# upower-0.9.8 + udev-164-r1 report incorrect battery stats?

## Lupusceleri

Hello all,

Last night, I let my ~x86 Dell Inspiron 6400 laptop perform an "emerge -DuNav world". Included with these updates was KDE 4.6.0, which has finally removed all HAL dependencies - making kde-base/solid-4.6.0 depend on udev's upower, udisks, et cetera instead.

Subsequently, I unmerged HAL as KDE was the last software in my system that was using it.
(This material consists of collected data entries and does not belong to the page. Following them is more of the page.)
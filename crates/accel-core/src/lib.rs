//! Hardware-independent core for the accelerometer plotter watch app
//!
//! This crate owns everything that is not host glue: the per-axis FIFO
//! samplers, the auto-scaling stem-plot projection, the plotter context
//! (selected axis, scroll lag, sampling rate, config mode) and the drawing
//! of the plot and status label onto any `embedded-graphics` target.
//!
//! It is `#![no_std]` with `extern crate alloc` so it compiles on watch
//! targets and on desktop hosts (for the simulator and tests).

#![no_std]

extern crate alloc;

pub mod app;
pub mod axis;
pub mod config;
pub mod framebuffer;
pub mod input;
pub mod label;
pub mod plot;
pub mod sampler;
pub mod sampling;
pub mod ui;

pub use app::{AccelPlotter, Action, PlotterError, PlotterResult};
pub use axis::{AccelReading, AxisSamplers, PlotterMode};
pub use config::{ConfigError, PlotterConfig};
pub use plot::{PlotRequest, Projection, SampleRange, project};
pub use sampler::{Sampler, SamplerError};
pub use sampling::SamplingRate;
I received the following message after starting my laptop today: "Your battery capacity is 35%. This means your battery is broken and needs a replacement."

Worried, I shut down the OS and opened my BIOS. Unplugged/replugged the AC cable a few times, and every time I did that charge showed as 97% - which it has been for months, when fully charged. Started up Gentoo again, and opened a terminal:

```
martijn@martijnlaptop ~ $ upower -d

Device: /org/freedesktop/UPower/devices/line_power_AC

  native-path:          /sys/devices/LNXSYSTM:00/device:00/ACPI0003:00/power_supply/AC

  power supply:         yes

  updated:              Sat Feb  5 19:09:09 2011 (682 seconds ago)

  has history:          no

  has statistics:       no

  line-power

    online:             yes

Device: /org/freedesktop/UPower/devices/battery_BAT0

  native-path:          /sys/devices/LNXSYSTM:00/device:00/PNP0C0A:00/power_supply/BAT0

  vendor:               Sanyo

  model:                DELLJN1497

  serial:               1001

  power supply:         yes

  updated:              Sat Feb  5 19:20:15 2011 (16 seconds ago)

  has history:          yes

  has statistics:       yes

  battery

    present:             yes

    rechargeable:        yes

    state:               charging

    energy:              30.2364 Wh

    energy-empty:        0 Wh

    energy-full:         86.58 Wh

    energy-full-design:  86.58 Wh

    energy-rate:         14.8074 W

    voltage:             12.298 V

    time to full:        3.8 hours

    percentage:          34.9231%

    capacity:            35.2949%

    technology:          lithium-ion

  History (charge):

    1296929925  34.923  charging

  History (rate):

    1296930015  14.807  charging

    1296929985  0.011   charging

Daemon:

  daemon-version:  0.9.8

  can-suspend:     no

  can-hibernate    no

  on-battery:      no

  on-low-battery:  no

  lid-is-closed:   no

  lid-is-present:  yes

  is-docked:       no
```

Yup.. confirmed my theory that the change to upower as power management backend was the culprit reporting an erroneous capacity/charge.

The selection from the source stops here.